Exercise objective:
This exercise asks for every line of the material that includes the word "further".

Material provided:

Segment Open

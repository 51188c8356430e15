use thiserror::Error;

use crate::entity::EntityError;
use crate::transport::TransportError;

/// Top-level error type for the strata-client crate.
///
/// Every failure is a returned value; nothing in the SDK panics on a wire
/// or server failure. The two paging-boundary variants are produced locally,
/// before any network call is made.
#[derive(Debug, Error)]
pub enum ClientError {
    #[error(transparent)]
    Transport(#[from] TransportError),
    #[error(transparent)]
    Entity(#[from] EntityError),
    #[error("no further page")]
    NoNextPage,
    #[error("no previous page")]
    NoPreviousPage,
    #[error("no entity record in response for {path}")]
    MissingEntity { path: String },
}

impl ClientError {
    /// True for the local precondition failures returned by `advance_page`
    /// and `retreat_page` when no further/previous page exists.
    pub fn is_page_boundary(&self) -> bool {
        matches!(self, Self::NoNextPage | Self::NoPreviousPage)
    }
}

pub type ClientResult<T> = Result<T, ClientError>;

#[cfg(test)]
mod tests {
    use super::*;

    #[test]
    fn page_boundary_errors_are_distinguished_from_transport() {
        assert!(ClientError::NoNextPage.is_page_boundary());
        assert!(ClientError::NoPreviousPage.is_page_boundary());

        let transport = ClientError::Transport(TransportError::Network("refused".to_string()));
        assert!(!transport.is_page_boundary());
    }
}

Segment Closed

Exercise result:
    #[error("no further page")]
    /// and `retreat_page` when no further/previous page exists.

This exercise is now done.